Pour le scénario, il a l'énorme qualité de nous arnaquer comme Le Tendre sait le faire : il nous mène sur quelques pistes bien connues des amateurs de fantastique pour ensuite, en un pied de nez culotté, nous proposer un chemin alternatif tout aussi crédible mais nettement moins prévisible. C'est habile et agréable. Néanmoins, le récit souffre (à mes yeux) de certains défauts minimes comme des ellipses parfois un peu brutales et peu préparées ou quelques facilités trop évidentes à notre époque où l'on a lu maintes et maintes histoires fantastiques. Il est ici question de factions ayant des pouvoirs, certes... mais on en explique suffisamment peu les contours pour que certains desdits pouvoirs, lorsqu'ils apparaissent, puissent un peu faire l'effet d'autant de petits lapins sortis du chapeau du scénariste. Parfois, l'on a du mal à retenir un "Ah ben tiens, comme par hasard, il y a cette capacité-là". Alors que, oui... pourquoi pas ? Mais comme cela n'a pas été introduit, ça a des relents de deus ex machina un peu regrettables. L'on comprend aisément le désir d'introduire l'univers par l'action et l'on ne peut qu'être adepte du "show, don't tell" mais "show for the first time at the right moment to save the situation", c'est un peu gros.

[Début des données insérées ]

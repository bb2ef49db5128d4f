use crate::foundation::error::{NewsreelError, NewsreelResult};

/// Bounded rayon pool for narration and rendering work.
pub(crate) fn build_thread_pool(threads: usize) -> NewsreelResult<rayon::ThreadPool> {
    if threads == 0 {
        return Err(NewsreelError::validation("workers must be >= 1"));
    }
    rayon::ThreadPoolBuilder::new()
        .num_threads(threads)
        .build()
        .map_err(|e| anyhow::anyhow!("failed to build rayon thread pool: {e}").into())
}

#[cfg(test)]
#[path = "../../tests/unit/foundation/pool.rs"]
mod tests;
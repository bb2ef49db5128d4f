use crate::foundation::core::Rgba8;
use crate::foundation::error::{NewsreelError, NewsreelResult};
use crate::layout::wrap::{
    FontMetrics, MonoMetrics, check_sizes, clamp_lines_by, wrap_by, wrap_clamped,
};
use crate::render::theme::Theme;

#[derive(Clone, Copy, Debug, Default, PartialEq, Eq)]
/// RGBA8 brush color used by Parley text layout.
pub struct TextBrushRgba8 {
    pub r: u8,
    pub g: u8,
    pub b: u8,
    pub a: u8,
}

impl From<Rgba8> for TextBrushRgba8 {
    fn from(c: Rgba8) -> Self {
        Self {
            r: c.r,
            g: c.g,
            b: c.b,
            a: c.a,
        }
    }
}

/// Draws single, already-wrapped lines of text into a `vello_cpu` context.
///
/// With font bytes the line is shaped by Parley and filled as glyph outlines; without, each
/// visible glyph becomes a filled box whose advance comes from the theme metrics.
pub struct TextPainter {
    metrics: MonoMetrics,
    shaper: Option<Shaper>,
}

struct Shaper {
    font_ctx: parley::FontContext,
    layout_ctx: parley::LayoutContext<TextBrushRgba8>,
    family_name: String,
    font: vello_cpu::peniko::FontData,
}

impl TextPainter {
    pub fn new(theme: &Theme) -> NewsreelResult<Self> {
        let shaper = match &theme.font {
            Some(bytes) => Some(Shaper::new(bytes.0.as_slice())?),
            None => None,
        };
        Ok(Self {
            metrics: theme.metrics,
            shaper,
        })
    }

    /// Rendered width of `text` at `size_px`.
    pub fn line_width(&mut self, text: &str, size_px: f32) -> f32 {
        match self.shaper.as_mut() {
            Some(shaper) => shaper.layout(text, size_px, Rgba8::WHITE).width(),
            None => crate::layout::wrap::measure(text, &self.metrics, size_px),
        }
    }

    /// Wrap and clamp `text` to `max_width`, measured the same way [`draw_line`](Self::draw_line)
    /// will draw it: shaped widths with a font, theme metrics for block glyphs.
    pub fn wrap_clamped(
        &mut self,
        text: &str,
        max_width: f32,
        size_px: f32,
        max_lines: usize,
    ) -> NewsreelResult<Vec<String>> {
        match self.shaper.as_mut() {
            Some(shaper) => {
                check_sizes(max_width, size_px)?;
                let mut width = |line: &str| shaper.layout(line, size_px, Rgba8::WHITE).width();
                let lines = wrap_by(text, max_width, &mut width);
                Ok(clamp_lines_by(&lines, max_lines, max_width, &mut width))
            }
            None => wrap_clamped(text, max_width, &self.metrics, size_px, max_lines),
        }
    }

    /// Draw `text` with its top-left corner at `(x, y_top)`.
    pub fn draw_line(
        &mut self,
        ctx: &mut vello_cpu::RenderContext,
        text: &str,
        x: f64,
        y_top: f64,
        size_px: f32,
        color: Rgba8,
    ) {
        ctx.set_paint_transform(vello_cpu::kurbo::Affine::IDENTITY);
        ctx.set_paint(cpu_color(color));
        match self.shaper.as_mut() {
            Some(shaper) => shaper.draw(ctx, text, x, y_top, size_px, color),
            None => draw_block_glyphs(ctx, &self.metrics, text, x, y_top, size_px),
        }
        ctx.set_transform(vello_cpu::kurbo::Affine::IDENTITY);
    }
}

impl Shaper {
    fn new(font_bytes: &[u8]) -> NewsreelResult<Self> {
        let mut font_ctx = parley::FontContext::default();
        let families = font_ctx
            .collection
            .register_fonts(parley::fontique::Blob::from(font_bytes.to_vec()), None);
        let family_id = families.first().map(|(id, _)| *id).ok_or_else(|| {
            NewsreelError::validation("no font families registered from font bytes")
        })?;
        let family_name = font_ctx
            .collection
            .family_name(family_id)
            .ok_or_else(|| NewsreelError::validation("registered font family has no name"))?
            .to_string();

        let font = vello_cpu::peniko::FontData::new(
            vello_cpu::peniko::Blob::from(font_bytes.to_vec()),
            0,
        );

        Ok(Self {
            font_ctx,
            layout_ctx: parley::LayoutContext::new(),
            family_name,
            font,
        })
    }

    fn layout(
        &mut self,
        text: &str,
        size_px: f32,
        color: Rgba8,
    ) -> parley::Layout<TextBrushRgba8> {
        let mut builder = self
            .layout_ctx
            .ranged_builder(&mut self.font_ctx, text, 1.0, true);
        builder.push_default(parley::style::StyleProperty::FontStack(
            parley::style::FontStack::Source(std::borrow::Cow::Owned(self.family_name.clone())),
        ));
        builder.push_default(parley::style::StyleProperty::FontSize(size_px));
        builder.push_default(parley::style::StyleProperty::Brush(color.into()));

        let mut layout: parley::Layout<TextBrushRgba8> = builder.build(text);
        layout.break_all_lines(None);
        layout
    }

    fn draw(
        &mut self,
        ctx: &mut vello_cpu::RenderContext,
        text: &str,
        x: f64,
        y_top: f64,
        size_px: f32,
        color: Rgba8,
    ) {
        let layout = self.layout(text, size_px, color);
        ctx.set_transform(vello_cpu::kurbo::Affine::translate((x, y_top)));

        for line in layout.lines() {
            for item in line.items() {
                let parley::layout::PositionedLayoutItem::GlyphRun(run) = item else {
                    continue;
                };

                let brush = run.style().brush;
                ctx.set_paint(vello_cpu::peniko::Color::from_rgba8(
                    brush.r, brush.g, brush.b, brush.a,
                ));

                let glyphs = run.positioned_glyphs().map(|g| vello_cpu::Glyph {
                    id: g.id,
                    x: g.x,
                    y: g.y,
                });
                ctx.glyph_run(&self.font)
                    .font_size(run.run().font_size())
                    .fill_glyphs(glyphs);
            }
        }
    }
}

fn draw_block_glyphs(
    ctx: &mut vello_cpu::RenderContext,
    metrics: &MonoMetrics,
    text: &str,
    x: f64,
    y_top: f64,
    size_px: f32,
) {
    let size = f64::from(size_px);
    let mut pen = x;
    for ch in text.chars() {
        let advance = f64::from(metrics.advance_em(ch)) * size;
        if !ch.is_whitespace() {
            ctx.fill_rect(&vello_cpu::kurbo::Rect::new(
                pen + advance * 0.1,
                y_top + size * 0.2,
                pen + advance * 0.9,
                y_top + size * 0.9,
            ));
        }
        pen += advance;
    }
}

pub(crate) fn cpu_color(c: Rgba8) -> vello_cpu::peniko::Color {
    vello_cpu::peniko::Color::from_rgba8(c.r, c.g, c.b, c.a)
}

#[cfg(test)]
#[path = "../../tests/unit/render/text.rs"]
mod tests;
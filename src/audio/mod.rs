pub mod pcm;
pub mod track;
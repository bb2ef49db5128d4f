use crate::foundation::core::{FrameIndex, FrameRange, Fps};
use crate::foundation::error::{NewsreelError, NewsreelResult};
use crate::narration::binder::NarrationResult;
use crate::render::frame::RenderedFrame;
use crate::script::{ScriptSegment, SegmentKind};

/// Fixed scene durations and the silence after each narrated item.
#[derive(Clone, Debug, PartialEq, serde::Serialize, serde::Deserialize)]
#[serde(default)]
pub struct TimelineConfig {
    pub intro_secs: f64,
    pub ending_secs: f64,
    pub item_padding_secs: f64,
}

impl Default for TimelineConfig {
    fn default() -> Self {
        Self {
            intro_secs: 5.0,
            ending_secs: 5.0,
            item_padding_secs: 0.5,
        }
    }
}

impl TimelineConfig {
    pub fn validate(&self) -> NewsreelResult<()> {
        if !self.intro_secs.is_finite() || self.intro_secs <= 0.0 {
            return Err(NewsreelError::validation("intro_secs must be finite and > 0"));
        }
        if !self.ending_secs.is_finite() || self.ending_secs <= 0.0 {
            return Err(NewsreelError::validation("ending_secs must be finite and > 0"));
        }
        if !self.item_padding_secs.is_finite() || self.item_padding_secs < 0.0 {
            return Err(NewsreelError::validation(
                "item_padding_secs must be finite and >= 0",
            ));
        }
        Ok(())
    }
}

/// Timing of one scene before any pixels exist.
#[derive(Clone, Debug, PartialEq, serde::Serialize, serde::Deserialize)]
pub struct PlannedScene {
    pub scene_index: usize,
    pub kind: SegmentKind,
    pub start_secs: f64,
    pub duration_secs: f64,
}

impl PlannedScene {
    pub fn end_secs(&self) -> f64 {
        self.start_secs + self.duration_secs
    }

    /// Frames covered by this scene, start and end each rounded to the nearest frame.
    pub fn frame_span(&self, fps: Fps) -> FrameRange {
        FrameRange {
            start: FrameIndex(fps.secs_to_frames_round(self.start_secs)),
            end: FrameIndex(fps.secs_to_frames_round(self.end_secs())),
        }
    }
}

/// Contiguous scene timing: scene `i` starts where scene `i - 1` ends, the first at zero.
#[derive(Clone, Debug, PartialEq, serde::Serialize)]
pub struct ScenePlan {
    scenes: Vec<PlannedScene>,
    total_secs: f64,
    config: TimelineConfig,
}

impl ScenePlan {
    /// Pair item segments with narration results positionally and lay the scenes end to end.
    ///
    /// `segments` must read intro, items, ending. `narrations` holds exactly one result per item
    /// segment, in the same order; intro and ending take their fixed durations from `config`.
    pub fn build(
        segments: &[ScriptSegment],
        narrations: &[NarrationResult],
        config: &TimelineConfig,
    ) -> NewsreelResult<Self> {
        config.validate()?;
        check_segment_order(segments)?;

        let item_count = segments.len() - 2;
        if narrations.len() != item_count {
            return Err(NewsreelError::timeline(format!(
                "got {} narration results for {item_count} item segments",
                narrations.len()
            )));
        }

        let mut narrated = narrations.iter();
        let mut scenes = Vec::with_capacity(segments.len());
        let mut cursor = 0.0f64;
        for (scene_index, segment) in segments.iter().enumerate() {
            let duration_secs = match segment.kind {
                SegmentKind::Intro => config.intro_secs,
                SegmentKind::Ending => config.ending_secs,
                SegmentKind::Item(item) => {
                    let narration = narrated.next().ok_or_else(|| {
                        NewsreelError::timeline(format!("no narration for item {item}"))
                    })?;
                    if !matches!(narration.segment.kind, SegmentKind::Item(_)) {
                        return Err(NewsreelError::timeline(format!(
                            "narration paired with item {item} belongs to a {:?} segment",
                            narration.segment.kind
                        )));
                    }
                    if !narration.duration_secs.is_finite() || narration.duration_secs <= 0.0 {
                        return Err(NewsreelError::timeline(format!(
                            "narration for item {item} has unusable duration {}",
                            narration.duration_secs
                        )));
                    }
                    narration.duration_secs + config.item_padding_secs
                }
            };
            scenes.push(PlannedScene {
                scene_index,
                kind: segment.kind,
                start_secs: cursor,
                duration_secs,
            });
            cursor += duration_secs;
        }

        let plan = Self {
            scenes,
            total_secs: cursor,
            config: config.clone(),
        };
        plan.check_contiguous()?;
        Ok(plan)
    }

    pub fn scenes(&self) -> &[PlannedScene] {
        &self.scenes
    }

    pub fn total_secs(&self) -> f64 {
        self.total_secs
    }

    pub fn config(&self) -> &TimelineConfig {
        &self.config
    }

    pub fn item_count(&self) -> usize {
        self.scenes
            .iter()
            .filter(|s| matches!(s.kind, SegmentKind::Item(_)))
            .count()
    }

    /// Bind one rendered frame to every planned scene, matching on `scene_index`.
    pub fn attach_frames(&self, frames: Vec<RenderedFrame>) -> NewsreelResult<SceneTimeline> {
        let mut slots: Vec<Option<RenderedFrame>> = vec![None; self.scenes.len()];
        for frame in frames {
            let idx = frame.scene_index;
            let slot = slots.get_mut(idx).ok_or_else(|| {
                NewsreelError::timeline(format!(
                    "frame for scene {idx} but the plan has {} scenes",
                    self.scenes.len()
                ))
            })?;
            if slot.is_some() {
                return Err(NewsreelError::timeline(format!(
                    "duplicate frame for scene {idx}"
                )));
            }
            *slot = Some(frame);
        }

        let scenes = self
            .scenes
            .iter()
            .zip(slots)
            .map(|(planned, frame)| {
                let frame = frame.ok_or_else(|| {
                    NewsreelError::timeline(format!(
                        "no frame rendered for scene {}",
                        planned.scene_index
                    ))
                })?;
                Ok(TimedScene {
                    scene_index: planned.scene_index,
                    kind: planned.kind,
                    start_secs: planned.start_secs,
                    duration_secs: planned.duration_secs,
                    frame,
                })
            })
            .collect::<NewsreelResult<Vec<_>>>()?;
        Ok(SceneTimeline { scenes })
    }

    fn check_contiguous(&self) -> NewsreelResult<()> {
        let mut expected_start = 0.0f64;
        for scene in &self.scenes {
            if scene.start_secs != expected_start {
                return Err(NewsreelError::timeline(format!(
                    "scene {} starts at {} but the previous scene ends at {expected_start}",
                    scene.scene_index, scene.start_secs
                )));
            }
            if !scene.duration_secs.is_finite() || scene.duration_secs < 0.0 {
                return Err(NewsreelError::timeline(format!(
                    "scene {} has invalid duration {}",
                    scene.scene_index, scene.duration_secs
                )));
            }
            expected_start += scene.duration_secs;
        }
        if !expected_start.is_finite() || expected_start != self.total_secs {
            return Err(NewsreelError::timeline("total duration does not match scenes"));
        }
        Ok(())
    }
}

fn check_segment_order(segments: &[ScriptSegment]) -> NewsreelResult<()> {
    let (Some(first), Some(last)) = (segments.first(), segments.last()) else {
        return Err(NewsreelError::timeline("script has no segments"));
    };
    if segments.len() < 2 || first.kind != SegmentKind::Intro || last.kind != SegmentKind::Ending
    {
        return Err(NewsreelError::timeline(
            "script must start with an intro and end with an ending",
        ));
    }
    for (pos, segment) in segments[1..segments.len() - 1].iter().enumerate() {
        if segment.kind != SegmentKind::Item(pos) {
            return Err(NewsreelError::timeline(format!(
                "segment {} should be item {pos}, found {:?}",
                pos + 1,
                segment.kind
            )));
        }
    }
    Ok(())
}

/// A planned scene with its frame.
#[derive(Clone, Debug, PartialEq)]
pub struct TimedScene {
    pub scene_index: usize,
    pub kind: SegmentKind,
    pub start_secs: f64,
    pub duration_secs: f64,
    pub frame: RenderedFrame,
}

/// Ordered, read-only sequence of [`TimedScene`]s.
#[derive(Clone, Debug, PartialEq)]
pub struct SceneTimeline {
    scenes: Vec<TimedScene>,
}

impl SceneTimeline {
    /// Assemble a timeline from already-timed scenes. Scenes must be indexed `0..n` in order and
    /// laid end to end from zero.
    pub fn from_scenes(scenes: Vec<TimedScene>) -> NewsreelResult<Self> {
        let mut expected_start = 0.0f64;
        for (pos, scene) in scenes.iter().enumerate() {
            if scene.scene_index != pos {
                return Err(NewsreelError::timeline(format!(
                    "scene at position {pos} has index {}",
                    scene.scene_index
                )));
            }
            if scene.start_secs != expected_start
                || !scene.duration_secs.is_finite()
                || scene.duration_secs < 0.0
            {
                return Err(NewsreelError::timeline(format!(
                    "scene {pos} is not contiguous with the previous scene"
                )));
            }
            expected_start += scene.duration_secs;
        }
        Ok(Self { scenes })
    }

    pub fn scenes(&self) -> &[TimedScene] {
        &self.scenes
    }

    pub fn len(&self) -> usize {
        self.scenes.len()
    }

    pub fn is_empty(&self) -> bool {
        self.scenes.is_empty()
    }

    pub fn durations(&self) -> Vec<f64> {
        self.scenes.iter().map(|s| s.duration_secs).collect()
    }

    pub fn total_secs(&self) -> f64 {
        self.scenes.iter().map(|s| s.duration_secs).sum()
    }
}

#[cfg(test)]
#[path = "../../tests/unit/timeline/plan.rs"]
mod tests;
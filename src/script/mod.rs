//! Script and scene descriptors derived from the selected news items.
//!
//! Everything here is a pure function of the items and [`ScriptOptions`]: the same input always
//! yields the same segments and descriptors, which is what makes a run replayable.

use chrono::NaiveDate;

use crate::news::model::NewsItem;

/// Position of a segment in the broadcast.
#[derive(Clone, Copy, Debug, PartialEq, Eq, Hash, serde::Serialize, serde::Deserialize)]
#[serde(rename_all = "snake_case")]
pub enum SegmentKind {
    /// Opening title card.
    Intro,
    /// One news item; the index is its position in rank order.
    Item(usize),
    /// Closing card.
    Ending,
}

/// Narration text for one scene.
#[derive(Clone, Debug, PartialEq, Eq, serde::Serialize, serde::Deserialize)]
pub struct ScriptSegment {
    pub kind: SegmentKind,
    pub text: String,
}

/// Branding and date used when generating a [`Script`].
#[derive(Clone, Debug, PartialEq, Eq, serde::Serialize, serde::Deserialize)]
pub struct ScriptOptions {
    pub program_name: String,
    pub tagline: String,
    pub closing_text: String,
    pub closing_subtext: String,
    pub date: NaiveDate,
}

impl ScriptOptions {
    pub fn new(date: NaiveDate) -> Self {
        Self {
            program_name: "World in Five".to_string(),
            tagline: "Five minutes a day, the whole world's news".to_string(),
            closing_text: "Thanks for watching".to_string(),
            closing_subtext: "See you tomorrow".to_string(),
            date,
        }
    }

    /// Short display date, e.g. `Oct 14`.
    pub fn display_date(&self) -> String {
        self.date.format("%b %d").to_string()
    }

    /// Full weekday name, e.g. `Wednesday`.
    pub fn weekday(&self) -> String {
        self.date.format("%A").to_string()
    }
}

/// The broadcast script: one intro, one segment per item in rank order, one ending.
#[derive(Clone, Debug, PartialEq, Eq, serde::Serialize, serde::Deserialize)]
pub struct Script {
    pub options: ScriptOptions,
    pub date: String,
    pub weekday: String,
    pub items: Vec<NewsItem>,
    pub segments: Vec<ScriptSegment>,
}

impl Script {
    pub fn from_items(items: &[NewsItem], options: &ScriptOptions) -> Self {
        let mut items = items.to_vec();
        items.sort_by_key(|item| item.rank);

        let date = options.display_date();
        let weekday = options.weekday();

        let mut segments = Vec::with_capacity(items.len() + 2);
        segments.push(ScriptSegment {
            kind: SegmentKind::Intro,
            text: format!(
                "Welcome to {}. Today is {weekday}, {date}. {}",
                options.program_name,
                sentence(&options.tagline)
            ),
        });
        for (idx, item) in items.iter().enumerate() {
            segments.push(ScriptSegment {
                kind: SegmentKind::Item(idx),
                text: format!(
                    "Story {}: {} {}",
                    idx + 1,
                    sentence(&item.title),
                    item.body.trim()
                )
                .trim_end()
                .to_string(),
            });
        }
        segments.push(ScriptSegment {
            kind: SegmentKind::Ending,
            text: format!(
                "That's all for today's news. {} {}",
                sentence(&options.closing_text),
                sentence(&options.closing_subtext)
            ),
        });

        Self {
            options: options.clone(),
            date,
            weekday,
            items,
            segments,
        }
    }

    pub fn opening(&self) -> Option<&ScriptSegment> {
        self.segments.first().filter(|s| s.kind == SegmentKind::Intro)
    }

    pub fn closing(&self) -> Option<&ScriptSegment> {
        self.segments.last().filter(|s| s.kind == SegmentKind::Ending)
    }

    /// Segments that get narrated (the news items).
    pub fn item_segments(&self) -> Vec<ScriptSegment> {
        self.segments
            .iter()
            .filter(|s| matches!(s.kind, SegmentKind::Item(_)))
            .cloned()
            .collect()
    }

    /// One visual descriptor per segment, in segment order.
    pub fn scene_descriptors(&self) -> Vec<SceneDescriptor> {
        let total = self.items.len();
        let date_line = format!("{} {}", self.date, self.weekday);
        self.segments
            .iter()
            .enumerate()
            .map(|(index, seg)| {
                let kind = match seg.kind {
                    SegmentKind::Intro => SceneKind::Intro {
                        title: self.options.program_name.clone(),
                        date: date_line.clone(),
                        tagline: self.options.tagline.clone(),
                    },
                    SegmentKind::Item(i) => {
                        let item = &self.items[i];
                        SceneKind::Item {
                            header: self.options.program_name.clone(),
                            date: self.date.clone(),
                            title: item.title.clone(),
                            body: item.body.clone(),
                            position: i + 1,
                            total,
                        }
                    }
                    SegmentKind::Ending => SceneKind::Ending {
                        text: self.options.closing_text.clone(),
                        subtext: self.options.closing_subtext.clone(),
                    },
                };
                SceneDescriptor { index, kind }
            })
            .collect()
    }
}

/// What a scene shows. Stateless: derived from the script only.
#[derive(Clone, Debug, PartialEq, Eq, serde::Serialize, serde::Deserialize)]
pub struct SceneDescriptor {
    pub index: usize,
    pub kind: SceneKind,
}

#[derive(Clone, Debug, PartialEq, Eq, serde::Serialize, serde::Deserialize)]
#[serde(tag = "type", rename_all = "snake_case")]
pub enum SceneKind {
    Intro {
        title: String,
        date: String,
        tagline: String,
    },
    Item {
        header: String,
        date: String,
        title: String,
        body: String,
        /// 1-based position among the items.
        position: usize,
        total: usize,
    },
    Ending {
        text: String,
        subtext: String,
    },
}

fn sentence(s: &str) -> String {
    let s = s.trim();
    match s.chars().last() {
        None => String::new(),
        Some(c) if matches!(c, '.' | '!' | '?' | '。' | '！' | '？') => s.to_string(),
        Some(_) => format!("{s}."),
    }
}

#[cfg(test)]
#[path = "../../tests/unit/script/mod.rs"]
mod tests;
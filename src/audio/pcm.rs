use std::path::Path;

use crate::foundation::error::{NewsreelError, NewsreelResult};

/// Sample rate every narration clip is decoded to and the track is assembled at.
pub const MIX_SAMPLE_RATE: u32 = 48_000;
pub const MIX_CHANNELS: u16 = 2;

#[derive(Clone, Debug, PartialEq)]
pub struct AudioPcm {
    pub sample_rate: u32,
    pub channels: u16,
    pub interleaved_f32: Vec<f32>,
}

impl AudioPcm {
    pub fn silence(secs: f64, sample_rate: u32, channels: u16) -> Self {
        let frames = secs_to_sample_frames(secs, sample_rate);
        Self {
            sample_rate,
            channels,
            interleaved_f32: vec![0.0; frames * usize::from(channels)],
        }
    }

    /// Number of sample frames (one sample per channel).
    pub fn frames(&self) -> usize {
        if self.channels == 0 {
            0
        } else {
            self.interleaved_f32.len() / usize::from(self.channels)
        }
    }

    pub fn duration_secs(&self) -> f64 {
        if self.sample_rate == 0 {
            0.0
        } else {
            self.frames() as f64 / f64::from(self.sample_rate)
        }
    }
}

pub(crate) fn secs_to_sample_frames(secs: f64, sample_rate: u32) -> usize {
    if !secs.is_finite() || secs <= 0.0 {
        return 0;
    }
    (secs * f64::from(sample_rate)).round() as usize
}

/// Turns a narration file into PCM at [`MIX_SAMPLE_RATE`] stereo.
pub trait DecodeAudio: Send + Sync {
    fn decode(&self, path: &Path) -> NewsreelResult<AudioPcm>;
}

/// [`DecodeAudio`] backed by the system `ffmpeg` binary.
#[derive(Clone, Copy, Debug, Default)]
pub struct FfmpegDecoder;

impl DecodeAudio for FfmpegDecoder {
    fn decode(&self, path: &Path) -> NewsreelResult<AudioPcm> {
        decode_audio_f32_stereo(path, MIX_SAMPLE_RATE)
    }
}

/// Decode any ffmpeg-readable audio file to interleaved stereo `f32` at `sample_rate`.
pub fn decode_audio_f32_stereo(path: &Path, sample_rate: u32) -> NewsreelResult<AudioPcm> {
    let out = std::process::Command::new("ffmpeg")
        .args(["-v", "error", "-i"])
        .arg(path)
        .args([
            "-vn",
            "-f",
            "f32le",
            "-acodec",
            "pcm_f32le",
            "-ac",
            "2",
            "-ar",
            &sample_rate.to_string(),
            "pipe:1",
        ])
        .output()
        .map_err(|e| {
            NewsreelError::narration(format!("failed to run ffmpeg for audio decode: {e}"))
        })?;

    if !out.status.success() {
        return Err(NewsreelError::narration(format!(
            "ffmpeg audio decode failed for '{}': {}",
            path.display(),
            String::from_utf8_lossy(&out.stderr).trim()
        )));
    }

    Ok(AudioPcm {
        sample_rate,
        channels: MIX_CHANNELS,
        interleaved_f32: parse_f32le(&out.stdout)?,
    })
}

pub(crate) fn parse_f32le(bytes: &[u8]) -> NewsreelResult<Vec<f32>> {
    if !bytes.len().is_multiple_of(4) {
        return Err(NewsreelError::narration(
            "decoded audio byte length is not aligned to f32 samples",
        ));
    }
    Ok(bytes
        .chunks_exact(4)
        .map(|c| f32::from_le_bytes([c[0], c[1], c[2], c[3]]))
        .collect())
}

/// Container duration in seconds as reported by `ffprobe`.
pub fn probe_duration_secs(path: &Path) -> NewsreelResult<f64> {
    let out = std::process::Command::new("ffprobe")
        .args([
            "-v",
            "error",
            "-show_entries",
            "format=duration",
            "-of",
            "default=noprint_wrappers=1:nokey=1",
        ])
        .arg(path)
        .output()
        .map_err(|e| NewsreelError::narration(format!("failed to run ffprobe: {e}")))?;
    if !out.status.success() {
        return Err(NewsreelError::narration(format!(
            "ffprobe failed for '{}': {}",
            path.display(),
            String::from_utf8_lossy(&out.stderr).trim()
        )));
    }
    parse_probe_duration(&String::from_utf8_lossy(&out.stdout))
}

pub(crate) fn parse_probe_duration(stdout: &str) -> NewsreelResult<f64> {
    let value = stdout
        .lines()
        .map(str::trim)
        .find(|l| !l.is_empty())
        .ok_or_else(|| NewsreelError::narration("ffprobe reported no duration"))?;
    let secs: f64 = value
        .parse()
        .map_err(|_| NewsreelError::narration(format!("ffprobe duration '{value}' is not a number")))?;
    if !secs.is_finite() || secs <= 0.0 {
        return Err(NewsreelError::narration(format!(
            "ffprobe duration must be > 0, got {secs}"
        )));
    }
    Ok(secs)
}

#[cfg(test)]
#[path = "../../tests/unit/audio/pcm.rs"]
mod tests;
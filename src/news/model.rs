use std::collections::HashSet;

/// One news story as delivered by a [`NewsSource`](crate::NewsSource).
#[derive(Clone, Debug, PartialEq, Eq, serde::Serialize, serde::Deserialize)]
pub struct NewsItem {
    /// Headline.
    pub title: String,
    /// Summary text read out and shown on the card.
    pub body: String,
    /// Position in the broadcast; lower ranks come first.
    #[serde(default)]
    pub rank: u32,
    /// Where the story came from (metadata only).
    #[serde(default)]
    pub source: String,
}

impl NewsItem {
    pub fn new(title: impl Into<String>, body: impl Into<String>, rank: u32) -> Self {
        Self {
            title: title.into(),
            body: body.into(),
            rank,
            source: String::new(),
        }
    }
}

/// Title key used for de-duplication: lowercase alphanumerics (CJK included), everything else
/// dropped.
pub fn normalized_title(title: &str) -> String {
    title
        .chars()
        .filter(|c| c.is_alphanumeric())
        .flat_map(char::to_lowercase)
        .collect()
}

/// De-duplicate by normalized title (first occurrence wins), order by rank, cap to `max_items`
/// and renumber ranks `0..n`.
///
/// Items whose title normalizes to nothing are dropped. Sorting is stable, so equal ranks keep
/// source order.
pub fn select_items(items: Vec<NewsItem>, max_items: usize) -> Vec<NewsItem> {
    let mut seen = HashSet::new();
    let mut unique: Vec<NewsItem> = items
        .into_iter()
        .filter(|item| {
            let key = normalized_title(&item.title);
            !key.is_empty() && seen.insert(key)
        })
        .collect();

    unique.sort_by_key(|item| item.rank);
    unique.truncate(max_items);
    for (rank, item) in unique.iter_mut().enumerate() {
        item.rank = rank as u32;
    }
    unique
}

#[cfg(test)]
#[path = "../../tests/unit/news/model.rs"]
mod tests;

Du coup, oui : c'est une lecture intéressante, divertissante et agréable. Oui, le dessin fait le job. Oui, c'est original et digne de la ligne éditoriale hautement qualitative de Drakoo, même si c'est en-deçà d'autres références de la maison. Oui, l'on serait ravis de voir une suite éventuelle (suggérée par les dernières cases de cette BD pourtant présentée comme un one shot) aux aventures de ces attachants personnages. Mais il y aurait alors l'obligation d'explorer davantage les arcanes de cet univers qui semble le mériter.